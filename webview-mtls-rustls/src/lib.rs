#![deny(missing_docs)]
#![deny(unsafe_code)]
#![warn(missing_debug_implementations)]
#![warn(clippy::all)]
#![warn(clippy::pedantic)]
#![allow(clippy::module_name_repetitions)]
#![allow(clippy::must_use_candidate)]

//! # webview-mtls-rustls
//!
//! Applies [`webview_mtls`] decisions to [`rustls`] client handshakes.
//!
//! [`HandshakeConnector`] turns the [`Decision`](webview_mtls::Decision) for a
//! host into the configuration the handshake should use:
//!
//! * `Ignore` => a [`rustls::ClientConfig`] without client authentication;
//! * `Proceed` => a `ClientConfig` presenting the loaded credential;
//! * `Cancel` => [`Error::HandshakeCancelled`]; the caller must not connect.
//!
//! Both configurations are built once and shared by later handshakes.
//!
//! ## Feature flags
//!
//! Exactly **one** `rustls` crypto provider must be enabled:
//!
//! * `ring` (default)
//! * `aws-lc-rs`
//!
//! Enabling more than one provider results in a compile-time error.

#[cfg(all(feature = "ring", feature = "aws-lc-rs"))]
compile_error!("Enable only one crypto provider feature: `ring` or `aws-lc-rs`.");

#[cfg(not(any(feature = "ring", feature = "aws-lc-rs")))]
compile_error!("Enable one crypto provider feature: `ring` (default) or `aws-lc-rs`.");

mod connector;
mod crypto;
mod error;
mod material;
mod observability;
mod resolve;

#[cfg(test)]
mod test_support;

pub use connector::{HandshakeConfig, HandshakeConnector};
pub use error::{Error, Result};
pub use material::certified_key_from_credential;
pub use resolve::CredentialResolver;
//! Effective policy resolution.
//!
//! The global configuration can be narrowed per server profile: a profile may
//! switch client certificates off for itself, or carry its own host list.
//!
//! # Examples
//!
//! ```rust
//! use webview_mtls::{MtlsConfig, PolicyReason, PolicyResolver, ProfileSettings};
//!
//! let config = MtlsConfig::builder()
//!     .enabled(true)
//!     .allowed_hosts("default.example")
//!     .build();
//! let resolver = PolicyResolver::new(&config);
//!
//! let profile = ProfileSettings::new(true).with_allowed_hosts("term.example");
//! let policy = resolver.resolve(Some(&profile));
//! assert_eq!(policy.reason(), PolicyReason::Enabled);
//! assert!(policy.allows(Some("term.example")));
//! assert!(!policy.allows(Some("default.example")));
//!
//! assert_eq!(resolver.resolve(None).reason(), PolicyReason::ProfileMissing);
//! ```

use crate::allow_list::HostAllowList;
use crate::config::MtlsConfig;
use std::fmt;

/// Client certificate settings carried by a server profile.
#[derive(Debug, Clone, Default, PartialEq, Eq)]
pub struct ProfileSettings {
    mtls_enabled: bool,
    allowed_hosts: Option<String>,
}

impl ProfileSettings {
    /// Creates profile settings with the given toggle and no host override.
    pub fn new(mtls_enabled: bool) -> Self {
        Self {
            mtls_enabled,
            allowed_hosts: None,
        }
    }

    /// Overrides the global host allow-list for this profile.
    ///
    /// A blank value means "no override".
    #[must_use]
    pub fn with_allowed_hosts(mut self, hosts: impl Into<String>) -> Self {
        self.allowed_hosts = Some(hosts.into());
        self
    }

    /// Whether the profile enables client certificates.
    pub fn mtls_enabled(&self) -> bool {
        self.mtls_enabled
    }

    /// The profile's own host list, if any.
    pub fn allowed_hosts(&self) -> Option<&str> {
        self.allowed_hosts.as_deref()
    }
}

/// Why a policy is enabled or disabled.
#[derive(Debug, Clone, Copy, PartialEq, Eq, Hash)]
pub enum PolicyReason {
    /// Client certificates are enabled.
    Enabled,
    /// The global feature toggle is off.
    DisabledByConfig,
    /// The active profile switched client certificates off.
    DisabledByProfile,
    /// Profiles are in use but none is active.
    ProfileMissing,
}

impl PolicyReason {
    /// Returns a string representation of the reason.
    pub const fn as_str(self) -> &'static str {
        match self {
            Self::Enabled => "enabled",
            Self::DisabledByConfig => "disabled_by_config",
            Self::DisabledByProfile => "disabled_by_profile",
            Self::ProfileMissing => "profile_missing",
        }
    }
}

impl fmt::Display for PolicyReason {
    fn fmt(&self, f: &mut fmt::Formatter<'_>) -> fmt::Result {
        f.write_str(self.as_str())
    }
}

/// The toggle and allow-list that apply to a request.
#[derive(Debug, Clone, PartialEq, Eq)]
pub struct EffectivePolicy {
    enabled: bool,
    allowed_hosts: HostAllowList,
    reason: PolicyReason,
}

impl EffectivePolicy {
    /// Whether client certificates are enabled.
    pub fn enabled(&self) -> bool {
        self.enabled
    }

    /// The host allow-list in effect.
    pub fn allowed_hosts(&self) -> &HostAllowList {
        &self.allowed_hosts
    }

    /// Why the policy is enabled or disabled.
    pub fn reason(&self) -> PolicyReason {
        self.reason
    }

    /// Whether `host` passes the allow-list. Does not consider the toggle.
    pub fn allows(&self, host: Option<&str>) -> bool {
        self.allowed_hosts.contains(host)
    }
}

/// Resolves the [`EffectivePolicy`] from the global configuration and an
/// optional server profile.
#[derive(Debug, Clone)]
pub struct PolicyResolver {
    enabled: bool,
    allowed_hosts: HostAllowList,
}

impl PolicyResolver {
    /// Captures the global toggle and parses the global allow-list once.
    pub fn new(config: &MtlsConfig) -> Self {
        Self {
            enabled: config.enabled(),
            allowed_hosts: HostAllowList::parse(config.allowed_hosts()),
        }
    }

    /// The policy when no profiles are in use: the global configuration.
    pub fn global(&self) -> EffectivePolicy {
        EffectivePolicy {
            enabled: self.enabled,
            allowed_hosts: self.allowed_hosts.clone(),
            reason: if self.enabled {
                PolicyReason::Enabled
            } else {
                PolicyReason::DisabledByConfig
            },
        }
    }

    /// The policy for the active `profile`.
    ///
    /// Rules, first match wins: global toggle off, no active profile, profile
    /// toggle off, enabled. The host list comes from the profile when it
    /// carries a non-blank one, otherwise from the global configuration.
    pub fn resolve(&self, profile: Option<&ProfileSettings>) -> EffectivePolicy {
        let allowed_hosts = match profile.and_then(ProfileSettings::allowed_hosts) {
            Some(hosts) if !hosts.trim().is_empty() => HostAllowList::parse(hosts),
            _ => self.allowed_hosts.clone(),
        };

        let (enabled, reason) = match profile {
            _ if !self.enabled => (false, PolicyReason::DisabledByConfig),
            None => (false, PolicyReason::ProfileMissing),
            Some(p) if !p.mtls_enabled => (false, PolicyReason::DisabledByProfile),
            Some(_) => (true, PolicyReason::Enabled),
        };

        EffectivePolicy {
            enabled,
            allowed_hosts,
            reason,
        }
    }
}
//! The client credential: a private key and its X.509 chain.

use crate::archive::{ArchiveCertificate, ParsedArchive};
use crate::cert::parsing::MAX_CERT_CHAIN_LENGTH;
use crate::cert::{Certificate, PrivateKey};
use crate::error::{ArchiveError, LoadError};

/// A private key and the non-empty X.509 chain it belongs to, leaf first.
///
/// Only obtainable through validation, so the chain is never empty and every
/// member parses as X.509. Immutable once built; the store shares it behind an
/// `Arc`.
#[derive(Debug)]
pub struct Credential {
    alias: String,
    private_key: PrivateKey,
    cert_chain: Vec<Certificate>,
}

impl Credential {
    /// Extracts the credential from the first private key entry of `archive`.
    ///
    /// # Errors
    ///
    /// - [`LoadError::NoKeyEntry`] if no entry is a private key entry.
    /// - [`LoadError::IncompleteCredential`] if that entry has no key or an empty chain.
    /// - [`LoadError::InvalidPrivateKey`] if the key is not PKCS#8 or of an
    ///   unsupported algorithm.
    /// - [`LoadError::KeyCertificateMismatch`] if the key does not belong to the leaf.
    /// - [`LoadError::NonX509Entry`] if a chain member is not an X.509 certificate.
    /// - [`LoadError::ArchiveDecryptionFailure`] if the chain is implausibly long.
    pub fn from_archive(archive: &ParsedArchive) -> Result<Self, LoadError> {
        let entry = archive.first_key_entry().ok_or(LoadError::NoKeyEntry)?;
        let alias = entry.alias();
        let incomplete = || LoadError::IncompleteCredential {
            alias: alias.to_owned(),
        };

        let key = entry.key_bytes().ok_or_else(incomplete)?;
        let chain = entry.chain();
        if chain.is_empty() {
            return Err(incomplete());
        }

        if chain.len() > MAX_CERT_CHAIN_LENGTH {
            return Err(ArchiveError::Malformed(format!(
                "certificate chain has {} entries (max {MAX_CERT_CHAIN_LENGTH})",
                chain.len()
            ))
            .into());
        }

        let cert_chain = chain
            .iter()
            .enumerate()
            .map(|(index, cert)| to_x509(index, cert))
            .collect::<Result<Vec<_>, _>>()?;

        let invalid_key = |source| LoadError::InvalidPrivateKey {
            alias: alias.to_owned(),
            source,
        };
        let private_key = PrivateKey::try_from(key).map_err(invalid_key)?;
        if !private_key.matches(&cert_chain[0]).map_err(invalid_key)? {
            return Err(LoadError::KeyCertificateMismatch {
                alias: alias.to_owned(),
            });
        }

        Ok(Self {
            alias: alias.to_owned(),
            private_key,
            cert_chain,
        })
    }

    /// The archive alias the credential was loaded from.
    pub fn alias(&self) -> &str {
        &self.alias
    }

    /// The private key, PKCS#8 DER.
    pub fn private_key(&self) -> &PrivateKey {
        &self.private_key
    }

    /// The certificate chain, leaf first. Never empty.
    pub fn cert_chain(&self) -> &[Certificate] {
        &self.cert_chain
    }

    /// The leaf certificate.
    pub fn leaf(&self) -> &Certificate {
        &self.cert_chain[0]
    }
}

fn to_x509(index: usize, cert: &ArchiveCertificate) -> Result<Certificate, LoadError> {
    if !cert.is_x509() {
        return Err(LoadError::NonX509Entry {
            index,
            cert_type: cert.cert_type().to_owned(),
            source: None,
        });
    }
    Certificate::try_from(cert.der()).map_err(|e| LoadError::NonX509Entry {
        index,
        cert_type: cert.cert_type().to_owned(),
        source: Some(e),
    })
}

────────────────

* [Your objective]:
For each line above that contains the word "when", copy that line.

* [Task output]:
    /// The policy when no profiles are in use: the global configuration.
    /// toggle off, enabled. The host list comes from the profile when it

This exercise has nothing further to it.